そして、スラーナを見て「はっ」と笑った。
「なんだよ、もう疲れたのか?」
「それがなにか?」
ムッとした様子でスラーナが言い返す。
「だらしねぇなぁ」
「あなたたちとは使い方が違うのよ」
「ああ⁉︎」
「うるさいわね。いいから先に行きなさいよ。私がどうなっていようと、あなたには関係ないでしょ」
「ぐぐぐ……チッ!」
盛大に舌打ちを吐き、最後に俺を睨んでキヨアキたちは先に進む。
「キヨアキって、なにがしたいんだろう?」
時間を置いてからそう呟いた。
「知らないわよ」
そう呟いて、スラーナは立ち上がった。
「さて、もう大丈夫。そろそろ行きましょう」
「そうだね」
あまり近い距離で他に人がいると、彼らがモンスターを倒してしまい、俺たちが戦えないということがある。

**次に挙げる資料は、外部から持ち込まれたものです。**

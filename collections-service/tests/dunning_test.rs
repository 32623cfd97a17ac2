//! Dunning escalation: staged overdue reminders, cool-down, expiry and
//! renewal alerts.

mod common;

use collections_service::services::EndingContract;
use common::{at, date, TestHarness};
use uuid::Uuid;

/// A November instance returned for insufficient funds, due 2026-11-28.
async fn returned_payment(h: &TestHarness) {
    let (_, _, payment) = h.submitted_payment().await;
    let gateway_id = payment.gateway_payment_id.unwrap();
    h.deliver("EV1", "payment.returned", &gateway_id, Some("AM04"), at(2026, 11, 29))
        .await;
}

#[tokio::test]
async fn overdue_payment_alerts_once_per_stage() {
    let h = TestHarness::new();
    returned_payment(&h).await;

    let first = h.engine.dunning.run(at(2026, 11, 30)).await.unwrap();
    assert_eq!(first.alerts_raised, 1);

    let same_stage = h.engine.dunning.run(at(2026, 12, 4)).await.unwrap();
    assert_eq!(same_stage.alerts_raised, 0);
    assert_eq!(same_stage.suppressed, 1);

    let sent = h.notifier.sent();
    let overdue: Vec<_> = sent
        .iter()
        .filter(|r| r.template.as_str() == "payment_overdue")
        .collect();
    assert_eq!(overdue.len(), 1);
    assert_eq!(overdue[0].recipient, "anna.schmidt@example.com");
    assert_eq!(overdue[0].data["stage"], "initial");
    assert_eq!(overdue[0].data["days_overdue"], 2);
}

#[tokio::test]
async fn stage_change_inside_cool_down_is_suppressed() {
    let h = TestHarness::new();
    returned_payment(&h).await;

    h.engine.dunning.run(at(2026, 11, 30)).await.unwrap();

    // Day 8 is the followup stage, but only six days have passed.
    let early = h.engine.dunning.run(at(2026, 12, 6)).await.unwrap();
    assert_eq!(early.alerts_raised, 0);
    assert_eq!(early.suppressed, 1);

    let after_cool_down = h.engine.dunning.run(at(2026, 12, 7)).await.unwrap();
    assert_eq!(after_cool_down.alerts_raised, 1);
    assert_eq!(h.notifier.sent_with_template("payment_overdue"), 2);
}

#[tokio::test]
async fn failed_delivery_is_retried_on_next_run() {
    let h = TestHarness::new();
    returned_payment(&h).await;

    h.notifier.fail_next(1);
    let failed = h.engine.dunning.run(at(2026, 11, 30)).await.unwrap();
    assert_eq!(failed.alerts_raised, 0);
    assert_eq!(failed.errors, 1);

    let retried = h.engine.dunning.run(at(2026, 12, 1)).await.unwrap();
    assert_eq!(retried.alerts_raised, 1);
}

#[tokio::test]
async fn payment_due_today_is_not_overdue() {
    let h = TestHarness::new();
    returned_payment(&h).await;

    let report = h.engine.dunning.run(at(2026, 11, 28)).await.unwrap();

    assert_eq!(report.alerts_raised, 0);
    assert_eq!(h.notifier.sent_with_template("payment_overdue"), 0);
}

#[tokio::test]
async fn approaching_mandate_expiry_is_announced() {
    let h = TestHarness::new();
    let mut activation = h.activation(15, date(2026, 1, 1));
    activation.mandate_expires_on = Some(date(2027, 1, 20));
    h.activate(&activation, at(2026, 11, 1)).await;

    // 61 days left: inside the horizon, initial stage.
    let report = h.engine.dunning.run(at(2026, 11, 20)).await.unwrap();
    assert_eq!(report.alerts_raised, 1);

    let alerts: Vec<_> = h
        .notifier
        .sent()
        .into_iter()
        .filter(|r| r.template.as_str() == "mandate_expiry")
        .collect();
    assert_eq!(alerts.len(), 1);
    assert_eq!(alerts[0].data["stage"], "initial");
    assert_eq!(alerts[0].data["days_left"], 61);

    // Seven days left is critical.
    let report = h.engine.dunning.run(at(2027, 1, 13)).await.unwrap();
    assert_eq!(report.alerts_raised, 1);
    assert_eq!(h.notifier.sent_with_template("mandate_expiry"), 2);
}

#[tokio::test]
async fn mandate_without_expiry_is_never_announced() {
    let h = TestHarness::new();
    h.active_subscription(15, at(2026, 11, 1)).await;

    let report = h.engine.dunning.run(at(2026, 11, 20)).await.unwrap();

    assert_eq!(report.alerts_raised, 0);
    assert!(h.notifier.sent().is_empty());
}

#[tokio::test]
async fn ending_contracts_get_renewal_reminders() {
    let h = TestHarness::new();
    let contract_id = Uuid::new_v4();
    h.contracts.ending.lock().unwrap().extend([
        EndingContract {
            contract_id,
            customer_id: Uuid::new_v4(),
            recipient: "renewals@example.com".to_string(),
            ends_on: date(2026, 12, 10),
        },
        EndingContract {
            contract_id: Uuid::new_v4(),
            customer_id: Uuid::new_v4(),
            recipient: "later@example.com".to_string(),
            ends_on: date(2027, 6, 1),
        },
    ]);

    let report = h.engine.dunning.run(at(2026, 11, 20)).await.unwrap();
    assert_eq!(report.alerts_raised, 1);

    let sent = h.notifier.sent();
    assert_eq!(sent.len(), 1);
    assert_eq!(sent[0].template.as_str(), "contract_renewal");
    assert_eq!(sent[0].recipient, "renewals@example.com");
    assert_eq!(sent[0].data["stage"], "urgent");
    assert_eq!(
        sent[0].dedup_key,
        format!("contract_renewal_{}_urgent", contract_id)
    );

    let again = h.engine.dunning.run(at(2026, 11, 22)).await.unwrap();
    assert_eq!(again.alerts_raised, 0);
    assert_eq!(again.suppressed, 1);
}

だけど、この迷路状の空間ではモンスターは比較的すぐに発生して、全滅とか枯れるとかいう状態からは程遠い。
その間隔も、もう俺たちは掴んでいる。
だから、それなりに時間をかけて待ったつもりだった。
それなのに、少し歩いたらキヨアキたちがいた。
さっきとは立場が逆転したように、彼らは壁に背中を預けている。
「……なにしてるの?」
「休んでんだよ。見てわからないか?」
「ふうん」
なにか嫌味でも言い返すのかと思ったけれど、スラーナはなにも言わなかった。
興味なさそうに呟きは、彼らを相手にしていないというポーズなのだと思う。
だけど、壁に並んで立つ彼らから、なるべく離れた場所を歩くぐらいには警戒している。
スラーナの前を歩く俺だけれど、なるべくその間に立つような位置を選んでいた。
「おい」
と、キヨアキが俺に声をかけた。
「調子に乗るなよ」
「そんなことにはならないよ」
「なに?」
「俺より強い人を知っているし」
ミコト様に比べれば、俺なんてまだまだだ。
あの方を別格にしたとしても、地上にはまだまだ強い存在がいる。
術理力を手に入れることで、彼らに勝てるようになれたらいいな。
「ふん、そうかい!」
俺たちは足を止めなかった。
だから、キヨアキがそう叫んだ時、俺たちはすでに彼らの前を通り過ぎていた。
ガコン、と……声とともに音が響き、足下の感触が消えた。
落とし穴?
「このダンジョンには、罠もあるんだぜ!」
そう言って笑うキヨアキの声が最後に聞こえ、俺たちは落下感に支配された。